La mentira se ha convertido en la norma general. Sánchez y ciertos sectores de la izquierda han demostrado dominarla magistralmente. Muchos ilusos pensaron que «el gobierno más progresista de la historia» se pondría de parte de los más débiles y que la lluvia de millones que caería de los fondos europeos sería la panacea que conseguiría levantar a las empresas y los autónomos que capitularon.
Mientras el precio de la luz sigue batiendo récords históricos, el Gobierno no ha tenido otras ocurrencias que disparar las cuotas a los autónomos entre 96 y 225 euros para 2022 y cambiar el cálculo de la base imponible de impuestos como sucesiones, patrimonio o transmisiones patrimoniales, consiguiendo con ello que sea todavía más caro heredar la casa de tu padre o comprar una vivienda.

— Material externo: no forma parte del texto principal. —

//! The repository abstraction
//!
//! A repository is a folder of installable modules, either a plain local
//! folder ([`FolderRepo`](crate::FolderRepo)) or a git clone
//! ([`GitRepo`](crate::GitRepo)). Both are used through the [`Repo`] trait.

use async_trait::async_trait;
use cogsmith_core::{Installable, InstallableType, RepoInfo};
use std::collections::BTreeMap;
use std::fmt;
use std::path::{Path, PathBuf};

use crate::error::Result;
use crate::tracker::{UpdateResult, UpdateTracker};

/// Kind of repository
#[derive(Debug, Clone, Copy, PartialEq, Eq, Hash)]
pub enum RepoKind {
    Folder,
    Git,
}

impl RepoKind {
    pub fn as_str(&self) -> &'static str {
        match self {
            RepoKind::Folder => "folder",
            RepoKind::Git => "git",
        }
    }
}

impl fmt::Display for RepoKind {
    fn fmt(&self, f: &mut fmt::Formatter<'_>) -> fmt::Result {
        f.write_str(self.as_str())
    }
}

/// An installable source
#[async_trait]
pub trait Repo: Send + Sync {
    /// Unique, lowercase repository name
    fn name(&self) -> &str;

    /// Folder holding the repository files
    fn folder_path(&self) -> &Path;

    fn kind(&self) -> RepoKind;

    /// Remote URL, for repositories that have one
    fn url(&self) -> Option<String> {
        None
    }

    /// Checked out branch, for repositories that have one
    fn branch(&self) -> Option<String> {
        None
    }

    /// Repository level metadata
    fn info(&self) -> RepoInfo;

    /// Every module found in the repository, sorted by name
    fn available_modules(&self) -> Vec<Installable>;

    /// Cogs that can be installed (hidden cogs included, disabled ones not)
    fn available_cogs(&self) -> Vec<Installable> {
        self.available_modules()
            .into_iter()
            .filter(|m| m.kind() == InstallableType::Cog && !m.info.disabled)
            .collect()
    }

    /// Shared libraries provided by the repository
    fn available_libraries(&self) -> Vec<Installable> {
        self.available_modules()
            .into_iter()
            .filter(Installable::is_shared_library)
            .collect()
    }

    /// Find an available cog by name
    fn find_cog(&self, name: &str) -> Option<Installable> {
        self.available_cogs().into_iter().find(|c| c.name == name)
    }

    /// Overall version of the repository contents
    ///
    /// Fails with `Unsupported` for repository types without versions.
    async fn repo_version(&self) -> Result<Option<String>>;

    /// Version of one module
    ///
    /// Fails with `Unsupported` for repository types without module versions.
    async fn module_version(&self, module: &Installable) -> Result<Option<String>>;

    /// (Re)load metadata and modules from disk
    fn populate(&self) -> Result<()>;

    /// Bring the repository files up to date
    async fn update_files(&self) -> Result<()>;

    /// Update the repository and report what changed
    ///
    /// Returns `None` when nothing changed.
    async fn update(&self) -> Result<Option<UpdateResult>> {
        let mut tracker = UpdateTracker::new(self);
        tracker.populate().await?;

        self.update_files().await?;

        tracker.compare().await
    }

    /// Files changed between two versions, mapped to their status letter
    async fn changed_files(
        &self,
        old_version: &str,
        new_version: &str,
    ) -> Result<BTreeMap<String, String>>;

    /// Remove the repository files
    async fn delete(&self) -> Result<()>;

    /// Copy a cog into `target_dir`; returns the installed location
    async fn install_cog(&self, cog: &Installable, target_dir: &Path) -> Result<PathBuf>;

    /// Copy shared libraries into `target_dir`
    ///
    /// An empty `libraries` slice installs every available library. Returns
    /// the libraries that failed to install.
    async fn install_libraries(
        &self,
        libraries: &[Installable],
        target_dir: &Path,
    ) -> Result<Vec<Installable>>;
}

impl fmt::Debug for dyn Repo {
    fn fmt(&self, f: &mut fmt::Formatter<'_>) -> fmt::Result {
        f.debug_struct("Repo")
            .field("name", &self.name())
            .field("kind", &self.kind())
            .field("folder_path", &self.folder_path())
            .finish()
    }
}
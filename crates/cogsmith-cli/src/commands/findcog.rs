//! findcog command - find the cog that provides a command

use cogsmith_repo::Downloader;

use crate::error::{CliError, Result};

pub async fn run(downloader: &Downloader, command: &str) -> Result<()> {
    match downloader.find_cog(command).await? {
        Some(message) => {
            println!("{}", message);
            Ok(())
        }
        None => Err(CliError::input_with_help(
            "That command doesn't seem to exist.",
            "Commands are read from the index file set as commandIndex in the config",
        )),
    }
}
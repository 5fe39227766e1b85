//! CLI commands

pub mod cog;
pub mod findcog;
pub mod pip;
pub mod repo;
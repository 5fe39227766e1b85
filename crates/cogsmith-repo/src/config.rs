//! Downloader configuration
//!
//! Stored in `~/.config/cogsmith/config.yaml`. Every field is optional in the
//! file; a missing file means defaults.

use serde::{Deserialize, Serialize};
use std::path::{Path, PathBuf};

use crate::error::{RepoError, Result};
use crate::folder::PACKAGE_MARKER;

/// Environment variable set by an active virtualenv
const VIRTUAL_ENV: &str = "VIRTUAL_ENV";

/// Downloader configuration file
#[derive(Debug, Clone, PartialEq, Eq, Serialize, Deserialize)]
#[serde(rename_all = "camelCase")]
pub struct DownloaderConfig {
    /// Root of all downloader data (repos, lib, installed registry)
    #[serde(default = "default_data_dir")]
    pub data_dir: PathBuf,

    /// Where cogs are installed; `<data_dir>/cogs` when unset
    #[serde(default)]
    pub cog_install_path: Option<PathBuf>,

    /// Python interpreter used for pip
    #[serde(default = "default_python")]
    pub python: String,

    /// Maximum number of concurrent subprocesses
    #[serde(default = "default_threads")]
    pub threads: usize,

    /// Override virtualenv detection
    #[serde(default)]
    pub force_venv: Option<bool>,

    /// JSON file mapping command names to the module that defines them
    #[serde(default)]
    pub command_index: Option<PathBuf>,
}

fn default_data_dir() -> PathBuf {
    dirs::data_dir()
        .map(|d| d.join("cogsmith"))
        .unwrap_or_else(|| PathBuf::from(".cogsmith"))
}

fn default_python() -> String {
    "python3".to_string()
}

fn default_threads() -> usize {
    4
}

impl Default for DownloaderConfig {
    fn default() -> Self {
        Self {
            data_dir: default_data_dir(),
            cog_install_path: None,
            python: default_python(),
            threads: default_threads(),
            force_venv: None,
            command_index: None,
        }
    }
}

impl DownloaderConfig {
    /// Load configuration from default location
    pub fn load() -> Result<Self> {
        let path = Self::default_path()?;
        if path.exists() {
            Self::load_from(&path)
        } else {
            Ok(Self::default())
        }
    }

    /// Load configuration from a specific path
    pub fn load_from(path: &Path) -> Result<Self> {
        let content = std::fs::read_to_string(path)?;
        if content.trim().is_empty() {
            return Ok(Self::default());
        }
        let config: Self = serde_yaml::from_str(&content)?;
        if config.threads == 0 {
            return Err(RepoError::InvalidConfig {
                message: "threads must be at least 1".to_string(),
            });
        }
        Ok(config)
    }

    /// Save configuration to a specific path
    pub fn save_to(&self, path: &Path) -> Result<()> {
        if let Some(parent) = path.parent() {
            std::fs::create_dir_all(parent)?;
        }
        let content = serde_yaml::to_string(self)?;
        std::fs::write(path, content)?;
        Ok(())
    }

    /// Get default configuration path
    pub fn default_path() -> Result<PathBuf> {
        let config_dir = dirs::config_dir().ok_or_else(|| RepoError::InvalidConfig {
            message: "Could not determine config directory".to_string(),
        })?;
        Ok(config_dir.join("cogsmith").join("config.yaml"))
    }

    /// Replace the data directory
    pub fn with_data_dir(mut self, data_dir: impl Into<PathBuf>) -> Self {
        self.data_dir = data_dir.into();
        self
    }

    /// Folder holding one subfolder per repository
    pub fn repos_folder(&self) -> PathBuf {
        self.data_dir.join("repos")
    }

    /// pip target directory when not running inside a virtualenv
    pub fn lib_path(&self) -> PathBuf {
        self.data_dir.join("lib")
    }

    /// Package directory shared libraries are installed into
    pub fn shared_lib_path(&self) -> PathBuf {
        self.lib_path().join("cog_shared")
    }

    /// Installed cog registry file
    pub fn installed_path(&self) -> PathBuf {
        self.data_dir.join("installed.json")
    }

    /// Cog install directory
    pub fn install_path(&self) -> PathBuf {
        self.cog_install_path
            .clone()
            .unwrap_or_else(|| self.data_dir.join("cogs"))
    }

    /// Whether pip should install into the active environment
    pub fn is_venv(&self) -> bool {
        self.force_venv
            .unwrap_or_else(|| std::env::var_os(VIRTUAL_ENV).is_some())
    }

    /// Create the data, lib, shared library and install directories
    pub fn ensure_dirs(&self) -> Result<()> {
        std::fs::create_dir_all(self.repos_folder())?;
        std::fs::create_dir_all(self.install_path())?;

        let shared = self.shared_lib_path();
        std::fs::create_dir_all(&shared)?;
        let marker = shared.join(PACKAGE_MARKER);
        if !marker.exists() {
            std::fs::write(marker, "")?;
        }
        Ok(())
    }
}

Ello se produce a la vez que los presupuestos dejan sin un euro nuestro convenio de carreteras, se reducen un 33% las plazas de acceso a la carrera judicial y la ministra de Igualdad anuncia el mayor presupuesto de la historia para su cartera de chiringuitos, colocando a dedo a delincuentes de su partido condenados en firme para seguir esquilmando las arcas públicas.
Este aumento de una ya insufrible presión fiscal ahoga cualquier conato de inversión y cualquier intento de supervivencia de las clases medias, demostrando que sólo son ellos los que salen más fuertes.